Would you print all of the entries word for word?

┌─ Given entries

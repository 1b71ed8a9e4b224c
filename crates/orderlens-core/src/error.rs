// crates/orderlens-core/src/error.rs

use std::fmt;

use chrono::NaiveDate;
use thiserror::Error;

/// Pipeline checkpoint at which a schema check runs. Used to make a
/// missing-column failure say *where* the columns were required.
#[derive(Debug, Clone, Copy, PartialEq, Eq)]
pub enum Stage {
    ItemsLoad,
    PaymentsLoad,
    Join,
    Normalize,
    Aggregate,
}

impl fmt::Display for Stage {
    fn fmt(&self, f: &mut fmt::Formatter<'_>) -> fmt::Result {
        let name = match self {
            Stage::ItemsLoad => "items load",
            Stage::PaymentsLoad => "payments load",
            Stage::Join => "join",
            Stage::Normalize => "timestamp normalization",
            Stage::Aggregate => "aggregation",
        };
        f.write_str(name)
    }
}

#[derive(Error, Debug)]
pub enum PipelineError {
    #[error("source '{label}' not found at {path}")]
    SourceNotFound { label: String, path: String },

    #[error("source '{label}' could not be parsed as a table: {message}")]
    Parse { label: String, message: String },

    #[error("missing columns at {stage}: {}", columns.join(", "))]
    MissingColumns { stage: Stage, columns: Vec<String> },

    #[error("invalid date range: start {start} is after end {end}")]
    InvalidDateRange { start: NaiveDate, end: NaiveDate },

    #[error("File I/O error: {0}")]
    Io(#[from] std::io::Error),

    #[error("Polars operation failed: {0}")]
    Polars(#[from] polars::error::PolarsError),
}

pub type Result<T> = std::result::Result<T, PipelineError>;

└─

Expected output:
repository 1b71ed8a9e4b224c
filename crates/orderlens-core/src/error.rs
// crates/orderlens-core/src/error.rs

use std::fmt;

use chrono::NaiveDate;
use thiserror::Error;

/// Pipeline checkpoint at which a schema check runs. Used to make a
/// missing-column failure say *where* the columns were required.
#[derive(Debug, Clone, Copy, PartialEq, Eq)]
pub enum Stage {
    ItemsLoad,
    PaymentsLoad,
    Join,
    Normalize,
    Aggregate,
}

impl fmt::Display for Stage {
    fn fmt(&self, f: &mut fmt::Formatter<'_>) -> fmt::Result {
        let name = match self {
            Stage::ItemsLoad => "items load",
            Stage::PaymentsLoad => "payments load",
            Stage::Join => "join",
            Stage::Normalize => "timestamp normalization",
            Stage::Aggregate => "aggregation",
        };
        f.write_str(name)
    }
}

#[derive(Error, Debug)]
pub enum PipelineError {
    #[error("source '{label}' not found at {path}")]
    SourceNotFound { label: String, path: String },

    #[error("source '{label}' could not be parsed as a table: {message}")]
    Parse { label: String, message: String },

    #[error("missing columns at {stage}: {}", columns.join(", "))]
    MissingColumns { stage: Stage, columns: Vec<String> },

    #[error("invalid date range: start {start} is after end {end}")]
    InvalidDateRange { start: NaiveDate, end: NaiveDate },

    #[error("File I/O error: {0}")]
    Io(#[from] std::io::Error),

    #[error("Polars operation failed: {0}")]
    Polars(#[from] polars::error::PolarsError),
}

pub type Result<T> = std::result::Result<T, PipelineError>;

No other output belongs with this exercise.